--- Required work ---
Of all the lines in these entries, count those that contain "extend" and give only the total.

--- Exercise data ---
◆ ◆ ◆ ◆ ◆

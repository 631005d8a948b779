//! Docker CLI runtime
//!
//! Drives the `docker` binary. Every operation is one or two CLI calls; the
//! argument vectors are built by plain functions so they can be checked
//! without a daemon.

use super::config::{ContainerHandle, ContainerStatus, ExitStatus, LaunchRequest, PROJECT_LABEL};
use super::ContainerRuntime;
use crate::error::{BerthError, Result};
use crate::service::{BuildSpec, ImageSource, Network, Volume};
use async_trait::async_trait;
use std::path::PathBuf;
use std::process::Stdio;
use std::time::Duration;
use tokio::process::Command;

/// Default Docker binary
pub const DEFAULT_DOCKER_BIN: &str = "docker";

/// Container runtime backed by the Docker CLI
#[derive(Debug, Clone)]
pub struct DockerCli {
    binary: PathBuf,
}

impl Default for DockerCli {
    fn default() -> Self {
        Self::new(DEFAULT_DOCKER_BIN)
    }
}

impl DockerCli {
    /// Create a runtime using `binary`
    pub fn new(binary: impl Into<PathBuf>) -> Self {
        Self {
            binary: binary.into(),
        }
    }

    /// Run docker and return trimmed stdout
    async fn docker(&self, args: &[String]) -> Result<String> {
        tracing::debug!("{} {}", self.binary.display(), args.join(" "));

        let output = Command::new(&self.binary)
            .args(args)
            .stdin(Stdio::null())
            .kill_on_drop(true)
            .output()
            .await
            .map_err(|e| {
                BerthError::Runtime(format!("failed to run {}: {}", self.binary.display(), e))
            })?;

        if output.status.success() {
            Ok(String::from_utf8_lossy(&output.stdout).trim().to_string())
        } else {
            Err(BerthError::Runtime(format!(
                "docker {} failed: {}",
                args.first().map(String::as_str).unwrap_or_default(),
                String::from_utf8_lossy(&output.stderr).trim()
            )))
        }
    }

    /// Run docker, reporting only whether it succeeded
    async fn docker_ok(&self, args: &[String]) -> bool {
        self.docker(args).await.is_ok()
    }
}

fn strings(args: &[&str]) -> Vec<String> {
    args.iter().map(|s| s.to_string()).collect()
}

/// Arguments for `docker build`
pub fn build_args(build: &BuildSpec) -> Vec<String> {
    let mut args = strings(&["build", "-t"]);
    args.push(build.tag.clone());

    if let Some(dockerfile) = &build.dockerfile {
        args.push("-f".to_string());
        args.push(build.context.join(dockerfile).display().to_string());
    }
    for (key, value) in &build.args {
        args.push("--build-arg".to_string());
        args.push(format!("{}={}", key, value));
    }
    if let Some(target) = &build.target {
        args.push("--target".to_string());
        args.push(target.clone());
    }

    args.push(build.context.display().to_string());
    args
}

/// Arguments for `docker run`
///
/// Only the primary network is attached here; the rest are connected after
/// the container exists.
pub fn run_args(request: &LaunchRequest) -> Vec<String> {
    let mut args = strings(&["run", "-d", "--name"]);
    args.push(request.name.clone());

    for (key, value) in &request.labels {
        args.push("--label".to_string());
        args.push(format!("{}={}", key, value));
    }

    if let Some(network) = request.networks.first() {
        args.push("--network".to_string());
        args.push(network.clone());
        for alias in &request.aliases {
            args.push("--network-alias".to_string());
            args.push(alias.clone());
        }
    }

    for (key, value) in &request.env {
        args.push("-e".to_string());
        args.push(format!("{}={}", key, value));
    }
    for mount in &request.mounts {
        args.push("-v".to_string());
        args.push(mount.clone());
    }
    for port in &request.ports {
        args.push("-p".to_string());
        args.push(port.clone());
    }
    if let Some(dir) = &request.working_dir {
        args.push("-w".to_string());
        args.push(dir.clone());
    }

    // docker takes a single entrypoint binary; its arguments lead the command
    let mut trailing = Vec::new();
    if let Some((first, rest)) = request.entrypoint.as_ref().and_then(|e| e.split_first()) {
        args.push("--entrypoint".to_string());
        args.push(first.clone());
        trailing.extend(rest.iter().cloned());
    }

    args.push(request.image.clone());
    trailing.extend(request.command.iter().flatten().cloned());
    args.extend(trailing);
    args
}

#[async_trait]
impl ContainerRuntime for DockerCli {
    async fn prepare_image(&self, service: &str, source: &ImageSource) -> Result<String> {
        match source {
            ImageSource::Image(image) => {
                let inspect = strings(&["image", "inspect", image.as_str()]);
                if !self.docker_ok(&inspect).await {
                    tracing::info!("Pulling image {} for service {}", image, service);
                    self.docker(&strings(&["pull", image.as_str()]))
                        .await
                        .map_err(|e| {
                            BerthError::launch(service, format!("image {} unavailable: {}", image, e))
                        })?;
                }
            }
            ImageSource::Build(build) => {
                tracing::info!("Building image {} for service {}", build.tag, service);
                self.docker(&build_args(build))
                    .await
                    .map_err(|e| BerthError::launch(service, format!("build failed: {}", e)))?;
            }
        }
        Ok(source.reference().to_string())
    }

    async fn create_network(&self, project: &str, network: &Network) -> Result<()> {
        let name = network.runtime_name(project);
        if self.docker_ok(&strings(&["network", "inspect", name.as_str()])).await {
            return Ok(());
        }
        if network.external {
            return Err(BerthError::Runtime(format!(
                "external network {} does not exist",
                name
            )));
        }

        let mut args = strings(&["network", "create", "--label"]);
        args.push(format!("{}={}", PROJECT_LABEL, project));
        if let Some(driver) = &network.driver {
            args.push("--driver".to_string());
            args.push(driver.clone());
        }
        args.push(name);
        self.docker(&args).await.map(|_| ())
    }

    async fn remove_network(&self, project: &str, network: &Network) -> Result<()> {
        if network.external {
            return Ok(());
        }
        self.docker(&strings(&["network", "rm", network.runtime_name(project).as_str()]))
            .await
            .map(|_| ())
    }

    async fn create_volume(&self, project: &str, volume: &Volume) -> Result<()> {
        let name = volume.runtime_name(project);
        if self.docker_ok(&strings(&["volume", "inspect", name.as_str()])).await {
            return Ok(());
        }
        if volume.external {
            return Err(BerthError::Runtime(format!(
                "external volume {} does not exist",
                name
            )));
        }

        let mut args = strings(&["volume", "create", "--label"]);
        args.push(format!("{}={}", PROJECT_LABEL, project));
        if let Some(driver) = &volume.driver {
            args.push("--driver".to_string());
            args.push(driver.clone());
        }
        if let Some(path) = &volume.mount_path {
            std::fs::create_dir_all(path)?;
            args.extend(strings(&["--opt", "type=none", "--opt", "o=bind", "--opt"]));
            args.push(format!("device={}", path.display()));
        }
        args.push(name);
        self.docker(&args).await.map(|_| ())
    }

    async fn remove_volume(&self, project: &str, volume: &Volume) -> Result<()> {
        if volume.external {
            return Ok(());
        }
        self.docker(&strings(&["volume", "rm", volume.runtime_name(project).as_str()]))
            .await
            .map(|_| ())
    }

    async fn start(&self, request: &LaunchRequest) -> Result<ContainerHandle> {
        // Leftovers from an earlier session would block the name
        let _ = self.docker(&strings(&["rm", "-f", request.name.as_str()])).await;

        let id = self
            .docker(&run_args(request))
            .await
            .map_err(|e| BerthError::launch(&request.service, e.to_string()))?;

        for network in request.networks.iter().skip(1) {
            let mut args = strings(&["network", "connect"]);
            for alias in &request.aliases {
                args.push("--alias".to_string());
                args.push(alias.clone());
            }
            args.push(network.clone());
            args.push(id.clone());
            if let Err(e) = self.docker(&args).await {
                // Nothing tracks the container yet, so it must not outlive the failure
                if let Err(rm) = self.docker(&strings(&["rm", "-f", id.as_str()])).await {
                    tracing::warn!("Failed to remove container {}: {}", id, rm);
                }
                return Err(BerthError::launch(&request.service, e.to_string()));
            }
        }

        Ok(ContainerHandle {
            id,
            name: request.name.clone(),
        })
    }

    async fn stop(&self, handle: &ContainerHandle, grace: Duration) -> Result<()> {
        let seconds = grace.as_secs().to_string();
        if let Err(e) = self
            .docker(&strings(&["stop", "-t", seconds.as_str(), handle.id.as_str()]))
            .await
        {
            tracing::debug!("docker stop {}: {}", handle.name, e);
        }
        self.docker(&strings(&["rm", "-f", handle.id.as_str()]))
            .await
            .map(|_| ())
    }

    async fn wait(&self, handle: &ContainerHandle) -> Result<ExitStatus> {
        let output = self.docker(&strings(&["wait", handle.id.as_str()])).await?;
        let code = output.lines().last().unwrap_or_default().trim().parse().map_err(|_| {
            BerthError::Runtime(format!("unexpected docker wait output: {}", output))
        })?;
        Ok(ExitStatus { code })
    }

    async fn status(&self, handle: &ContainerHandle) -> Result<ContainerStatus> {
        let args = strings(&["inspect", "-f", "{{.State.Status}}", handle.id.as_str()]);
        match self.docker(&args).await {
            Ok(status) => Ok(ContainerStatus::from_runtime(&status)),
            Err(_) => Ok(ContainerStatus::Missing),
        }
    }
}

◆ ◆ ◆ ◆ ◆

--- Answer for the task ---
4